I am attempting to use the confidence values as the class_weight
parameter of a classifier and am having trouble understanding the dictionary format that class_weight requires.
I've been looking for solutions to an error due to using a dictionary in the format {0:1, 1:0.66, 2:0.66, 3:1 ...} but have recently learned that the parameter reqires the form [{0: 1, 1: 1}, {0: 1, 1: 5}, {0: 1, 1: 1}, {0: 1, 1: 1}] [https://scikit-learn.org/stable/modules/generated/sklearn.ensemble.RandomForestClassifier.html#sklearn.ensemble.RandomForestClassifier]
I suppose I don't understand the format of [{a:b , c:d}...] I believe d is the weight but am unsure of the rest of the structure or how to get there from my csv file.
What I have so far:
>>> with open('confidence.csv') as csvfile:
>>> reader = csv.DictReader(csvfile, delimiter=",")

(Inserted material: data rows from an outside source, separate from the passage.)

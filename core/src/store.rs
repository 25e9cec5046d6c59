//! Storage contract for tickets and ticket types.
//!
//! The lifecycle manager owns every decision; the store owns atomicity. Each
//! method that can race with another transition is a single conditional
//! operation in the store, never a read in one call followed by a blind write
//! in another:
//!
//! - [`TicketStore::insert_reservation`]: buyer guards, capacity check, and
//!   insert, serialized per ticket type
//! - [`TicketStore::replace_ticket`]: compare-and-swap on the ticket version
//! - [`TicketStore::delete_expired_reservation`]: delete only if still
//!   Reserved and still past the cutoff
//! - [`TicketStore::update_ticket_type`]: capacity change guarded by the Paid
//!   quantity
//!
//! # Dyn Compatibility
//!
//! Methods return boxed futures so the store can be shared as
//! `Arc<dyn TicketStore>`. Arguments are owned so the futures only borrow `self`.

use crate::error::StoreError;
use crate::types::{BuyerIdentity, Money, Ticket, TicketId, TicketState, TicketType, TicketTypeId};
use chrono::{DateTime, Utc};
use std::future::Future;
use std::pin::Pin;

/// Boxed future returned by [`TicketStore`] methods.
pub type StoreFuture<'a, T> = Pin<Box<dyn Future<Output = Result<T, StoreError>> + Send + 'a>>;

/// Which tickets count toward a committed quantity.
#[derive(Clone, Copy, Debug, PartialEq, Eq)]
pub enum CommitScope {
    /// Reserved and Paid: what reservation admission checks against.
    ReservedAndPaid,
    /// Paid only: the floor for admin capacity reductions.
    PaidOnly,
}

impl CommitScope {
    /// States included in this scope.
    #[must_use]
    pub const fn states(&self) -> &'static [TicketState] {
        match self {
            Self::ReservedAndPaid => &[TicketState::Reserved, TicketState::Paid],
            Self::PaidOnly => &[TicketState::Paid],
        }
    }
}

/// Result of [`TicketStore::insert_reservation`].
#[derive(Clone, Debug, PartialEq, Eq)]
pub enum ReservationInsert {
    /// The reservation was stored.
    Inserted(Ticket),
    /// The buyer already holds a Paid ticket; nothing was stored.
    BuyerHasPaid(Ticket),
    /// The buyer already holds a Reserved ticket; nothing was stored.
    BuyerHasPending(Ticket),
    /// The requested quantity exceeds what is left.
    OutOfStock {
        /// Remaining quantity at evaluation time
        remaining: u32,
    },
    /// The ticket type does not exist.
    UnknownType,
}

/// Result of [`TicketStore::update_ticket_type`].
#[derive(Clone, Debug, PartialEq, Eq)]
pub enum CapacityUpdate {
    /// The row was updated.
    Updated(TicketType),
    /// The ticket type does not exist.
    NotFound,
    /// The new capacity is below the Paid quantity.
    BelowSold {
        /// Paid quantity at evaluation time
        sold: u32,
    },
}

/// Durable ticket and stock storage.
///
/// Implementations must be `Send + Sync`; every committed-quantity read is a
/// fresh aggregate over ticket rows, never a cached counter.
pub trait TicketStore: Send + Sync {
    /// Load a ticket type.
    ///
    /// # Errors
    ///
    /// Returns [`StoreError`] if the storage backend fails.
    fn ticket_type(&self, type_id: TicketTypeId) -> StoreFuture<'_, Option<TicketType>>;

    /// List all ticket types ordered by id.
    ///
    /// # Errors
    ///
    /// Returns [`StoreError`] if the storage backend fails.
    fn ticket_types(&self) -> StoreFuture<'_, Vec<TicketType>>;

    /// Insert a ticket type. Returns `false` if the id already exists.
    ///
    /// # Errors
    ///
    /// Returns [`StoreError`] if the storage backend fails.
    fn insert_ticket_type(&self, ticket_type: TicketType) -> StoreFuture<'_, bool>;

    /// Set capacity (and optionally price), rejecting a capacity below the
    /// Paid quantity of the type. Guard and write are one atomic step.
    ///
    /// # Errors
    ///
    /// Returns [`StoreError`] if the storage backend fails.
    fn update_ticket_type(
        &self,
        type_id: TicketTypeId,
        total_capacity: u32,
        unit_price: Option<Money>,
    ) -> StoreFuture<'_, CapacityUpdate>;

    /// Sum of `quantity` over tickets of `type_id` within `scope`.
    ///
    /// # Errors
    ///
    /// Returns [`StoreError`] if the storage backend fails.
    fn committed_quantity(&self, type_id: TicketTypeId, scope: CommitScope) -> StoreFuture<'_, u32>;

    /// Atomically admit a Reserved ticket.
    ///
    /// Within one step scoped to the ticket's type: reject if the buyer holds a
    /// Paid or Reserved ticket, reject if `ticket.quantity` exceeds
    /// `total_capacity - committed(ReservedAndPaid)`, otherwise insert.
    ///
    /// # Errors
    ///
    /// Returns [`StoreError`] if the storage backend fails.
    fn insert_reservation(&self, ticket: Ticket) -> StoreFuture<'_, ReservationInsert>;

    /// Load a ticket by id.
    ///
    /// # Errors
    ///
    /// Returns [`StoreError`] if the storage backend fails.
    fn ticket(&self, id: TicketId) -> StoreFuture<'_, Option<Ticket>>;

    /// Find the buyer's ticket in `state`.
    ///
    /// # Errors
    ///
    /// Returns [`StoreError`] if the storage backend fails.
    fn find_by_buyer(
        &self,
        buyer: BuyerIdentity,
        state: TicketState,
    ) -> StoreFuture<'_, Option<Ticket>>;

    /// All tickets, newest first.
    ///
    /// # Errors
    ///
    /// Returns [`StoreError`] if the storage backend fails.
    fn list_tickets(&self) -> StoreFuture<'_, Vec<Ticket>>;

    /// Compare-and-swap: write `next` only if the stored ticket with the same
    /// id is still at `expected_version`. Returns `false` if it changed or was
    /// deleted.
    ///
    /// # Errors
    ///
    /// Returns [`StoreError`] if the storage backend fails.
    fn replace_ticket(&self, next: Ticket, expected_version: u64) -> StoreFuture<'_, bool>;

    /// Reserved tickets created strictly before `cutoff`, oldest first.
    ///
    /// # Errors
    ///
    /// Returns [`StoreError`] if the storage backend fails.
    fn expired_reservations(&self, cutoff: DateTime<Utc>) -> StoreFuture<'_, Vec<Ticket>>;

    /// Delete the ticket only if it is still Reserved and created before
    /// `cutoff`. Returns the deleted ticket, or `None` if the predicate no
    /// longer holds (for example it was paid meanwhile).
    ///
    /// # Errors
    ///
    /// Returns [`StoreError`] if the storage backend fails.
    fn delete_expired_reservation(
        &self,
        id: TicketId,
        cutoff: DateTime<Utc>,
    ) -> StoreFuture<'_, Option<Ticket>>;

    /// Delete a ticket unconditionally. Returns the deleted ticket.
    ///
    /// # Errors
    ///
    /// Returns [`StoreError`] if the storage backend fails.
    fn delete_ticket(&self, id: TicketId) -> StoreFuture<'_, Option<Ticket>>;
}
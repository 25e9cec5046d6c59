//! # Ticketgate Testing
//!
//! Test doubles for the Ticketgate ticket lifecycle.
//!
//! This crate provides:
//! - Deterministic clocks ([`FixedClock`], advanceable [`MockClock`])
//! - [`InMemoryTicketStore`]: a single-lock store honouring every atomicity
//!   guarantee of the `TicketStore` contract, with fault injection
//! - [`InMemoryActivityRecorder`] and [`RecordingDelivery`] to assert on
//!   what the lifecycle emitted
//!
//! ## Example
//!
//! ```ignore
//! use ticketgate_testing::{InMemoryTicketStore, MockClock, test_clock};
//!
//! let clock = MockClock::starting_at(test_clock().now());
//! let standard = TicketType::new("standard", Money::new(500_000), 1);
//! let store = InMemoryTicketStore::with_types([standard]);
//! ```

use chrono::{DateTime, Utc};
use ticketgate_core::environment::Clock;

mod recorders;
mod store;

pub use recorders::{InMemoryActivityRecorder, RecordingDelivery};
pub use store::InMemoryTicketStore;

/// Mock implementations of Environment traits.
pub mod mocks {
    use super::{Clock, DateTime, Utc};
    use chrono::Duration;
    use std::sync::{Arc, Mutex, PoisonError};

    /// Fixed clock for deterministic tests
    ///
    /// Always returns the same time, making tests reproducible.
    #[derive(Debug, Clone)]
    pub struct FixedClock {
        time: DateTime<Utc>,
    }

    impl FixedClock {
        /// Create a new fixed clock with the given time
        #[must_use]
        pub const fn new(time: DateTime<Utc>) -> Self {
            Self { time }
        }
    }

    impl Clock for FixedClock {
        fn now(&self) -> DateTime<Utc> {
            self.time
        }
    }

    /// Clock that only moves when told to.
    ///
    /// Clones share the same time, so a test can keep one handle and give
    /// another to the lifecycle manager.
    #[derive(Debug, Clone)]
    pub struct MockClock {
        time: Arc<Mutex<DateTime<Utc>>>,
    }

    impl MockClock {
        /// Create a clock reading `time`
        #[must_use]
        pub fn starting_at(time: DateTime<Utc>) -> Self {
            Self {
                time: Arc::new(Mutex::new(time)),
            }
        }

        /// Move the clock forward
        pub fn advance(&self, by: Duration) {
            let mut time = self.time.lock().unwrap_or_else(PoisonError::into_inner);
            *time += by;
        }

        /// Jump to an absolute time
        pub fn set(&self, to: DateTime<Utc>) {
            *self.time.lock().unwrap_or_else(PoisonError::into_inner) = to;
        }
    }

    impl Clock for MockClock {
        fn now(&self) -> DateTime<Utc> {
            *self.time.lock().unwrap_or_else(PoisonError::into_inner)
        }
    }

    /// Create a default fixed clock for tests (2025-01-01 00:00:00 UTC)
    #[must_use]
    pub fn test_clock() -> FixedClock {
        FixedClock::new(DateTime::<Utc>::UNIX_EPOCH + Duration::days(20_089))
    }
}

// Re-export commonly used items
pub use mocks::{FixedClock, MockClock, test_clock};
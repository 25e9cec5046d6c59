//! # Ticketgate Core
//!
//! Domain types and collaborator contracts for the Ticketgate ticket lifecycle.
//!
//! This crate contains no I/O. It provides:
//!
//! - **Types**: tickets, ticket types, money, buyer identities, service kinds
//! - **Errors**: the user-facing outcome taxonomy ([`TicketError`]) and the
//!   storage failure type ([`StoreError`])
//! - **Transitions**: pure snapshot transitions on [`Ticket`] (payment,
//!   check-in, service redemption). Each produces a new snapshot; nothing is
//!   mutated in place.
//! - **Contracts**: [`TicketStore`], [`ActivityRecorder`], [`CredentialDelivery`]
//!   and [`environment::Clock`], injected into the lifecycle manager
//! - **Credentials**: the keyed [`CredentialSigner`] and the QR
//!   [`CredentialPayload`]
//!
//! ## Lifecycle
//!
//! ```text
//! reserve ──▶ Reserved ──confirm──▶ Paid ──check-in──▶ Paid + checked_in_at
//!                │                                         │
//!             sweep (expired)                     redeem(food|drink|store)
//!                ▼                                         ▼
//!            deleted, stock released            service_redemptions[kind]
//! ```
//!
//! Committed stock is never stored as a counter: it is always the live sum of
//! `quantity` over Reserved and Paid tickets of a type.

#![forbid(unsafe_code)]
#![warn(missing_docs)]

pub mod activity;
pub mod credential;
pub mod error;
pub mod store;
pub mod types;

pub use activity::{
    ADMIN_SUBJECT, ActivityAction, ActivityError, ActivityEvent, ActivityFuture, ActivityRecorder,
    Actor,
};
pub use credential::{
    CredentialDelivery, CredentialError, CredentialPayload, CredentialSigner, DeliveryError,
};
pub use error::{StoreError, TicketError};
pub use store::{CapacityUpdate, CommitScope, ReservationInsert, StoreFuture, TicketStore};
pub use types::*;

/// Environment module - dependency injection traits
pub mod environment {
    use chrono::{DateTime, Utc};

    /// Clock trait - abstracts time operations for testability
    ///
    /// The lifecycle manager and the expiry sweeper read time exclusively
    /// through this trait, so tests can age reservations without sleeping.
    pub trait Clock: Send + Sync {
        /// Get the current time
        fn now(&self) -> DateTime<Utc>;
    }

    /// Production clock backed by the system time.
    #[derive(Debug, Clone, Copy, Default)]
    pub struct SystemClock;

    impl Clock for SystemClock {
        fn now(&self) -> DateTime<Utc> {
            Utc::now()
        }
    }
}
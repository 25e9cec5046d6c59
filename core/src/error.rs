//! Error types for ticket lifecycle and storage operations.

use crate::types::{ServiceKind, TicketTypeId};
use chrono::{DateTime, Utc};
use thiserror::Error;

/// Outcomes a caller can receive instead of success.
///
/// Every variant except [`TicketError::Storage`] is an expected, user-facing
/// result returned synchronously; none of them is a process fault.
#[derive(Debug, Error, Clone, PartialEq, Eq)]
pub enum TicketError {
    // ═══════════════════════════════════════════════════════════
    // Reservation
    // ═══════════════════════════════════════════════════════════

    /// The buyer already holds a Paid ticket.
    #[error("Buyer already purchased a ticket ({type_id} x{quantity})")]
    AlreadyPurchased {
        /// Type of the existing ticket
        type_id: TicketTypeId,
        /// Quantity of the existing ticket
        quantity: u32,
        /// When the existing ticket was reserved
        purchased_at: DateTime<Utc>,
    },

    /// Not enough stock left for the requested quantity. No partial fulfilment.
    #[error("Out of stock: requested {requested}, remaining {remaining}")]
    OutOfStock {
        /// Requested quantity
        requested: u32,
        /// What is still available
        remaining: u32,
    },

    /// Quantity is zero, above the per-order limit, or prices out of range.
    #[error("Invalid quantity")]
    InvalidQuantity,

    /// Buyer identity is empty after normalization.
    #[error("Invalid buyer identity")]
    InvalidBuyerIdentity,

    /// No such ticket type in the stock ledger.
    #[error("Unknown ticket type: {0}")]
    UnknownTicketType(String),

    // ═══════════════════════════════════════════════════════════
    // Payment, gate, and services
    // ═══════════════════════════════════════════════════════════

    /// Ticket is missing, expired, or (for payment) no longer Reserved.
    #[error("Ticket not found")]
    TicketNotFound,

    /// Presented credential does not match. Deliberately uninformative.
    #[error("Ticket rejected")]
    InvalidCredential,

    /// Ticket has not been paid.
    #[error("Ticket is not paid")]
    NotPaid,

    /// Ticket already passed the gate.
    #[error("Ticket already checked in")]
    AlreadyCheckedIn,

    /// Service redemption attempted before gate check-in.
    #[error("Ticket must be checked in at the gate first")]
    NotCheckedIn,

    /// The service was already redeemed for this ticket.
    #[error("Service {kind} already redeemed")]
    AlreadyRedeemed {
        /// The service kind
        kind: ServiceKind,
    },

    /// Unknown service kind.
    #[error("Invalid service kind: {0}")]
    InvalidServiceKind(String),

    // ═══════════════════════════════════════════════════════════
    // Administration
    // ═══════════════════════════════════════════════════════════

    /// Admin token missing or wrong.
    #[error("Unauthorized")]
    Unauthorized,

    /// A ticket type with this id already exists.
    #[error("Ticket type already exists: {0}")]
    TicketTypeExists(String),

    /// Capacity cannot drop below what is already sold.
    #[error("Cannot reduce capacity below sold tickets ({sold})")]
    CapacityBelowSold {
        /// Paid quantity for the type
        sold: u32,
    },

    // ═══════════════════════════════════════════════════════════
    // Infrastructure
    // ═══════════════════════════════════════════════════════════

    /// Storage failure. The detail is for logs only and never displayed.
    #[error("Internal server error")]
    Storage(String),
}

impl TicketError {
    /// Whether this is an infrastructure failure rather than a domain outcome.
    #[must_use]
    pub const fn is_infrastructure(&self) -> bool {
        matches!(self, Self::Storage(_))
    }
}

/// Errors raised by [`crate::TicketStore`] implementations.
#[derive(Error, Debug, Clone, PartialEq, Eq)]
pub enum StoreError {
    /// Database connection or query error.
    #[error("Database error: {0}")]
    Database(String),

    /// A stored row could not be decoded.
    #[error("Serialization error: {0}")]
    Serialization(String),
}

impl From<StoreError> for TicketError {
    fn from(error: StoreError) -> Self {
        Self::Storage(error.to_string())
    }
}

>>> confidence_dict={int(row['ID'])-1:int(float(row['confidence'])) for row in reader} #float(row['confidence'])
>>> print(confidence_dict)
{0: 0.66, 1: 1, 2: 0.66, 3: 0.66, 4: 1, ...}
>>> print(X)
v0 v1 v2 v3 ...
0 1.413 0.874 0.506 1.790
1 0.253 0.253 0.486 1.864
2 1.863 0.174 0.018 1.789
3 0.253 0.213 0.486 1.834
...
>>> print(y)
0 0
1 0
2 1
3 1
...
>>> linearSVC = LinearSVC(random_state=0, tol=1e-6, class_weight=confidence_dict)
>>> linearSVC.fit(X, y)
Class label {} not present.
returned when attempting to use the class weights in the current dictionary form. This does not occur if no class weight is entered.
ValueError: Class label 2 not present.
There is limited information about this topic online so I thought I would try to make a clear post and hopefully get a grasp of how to implement this.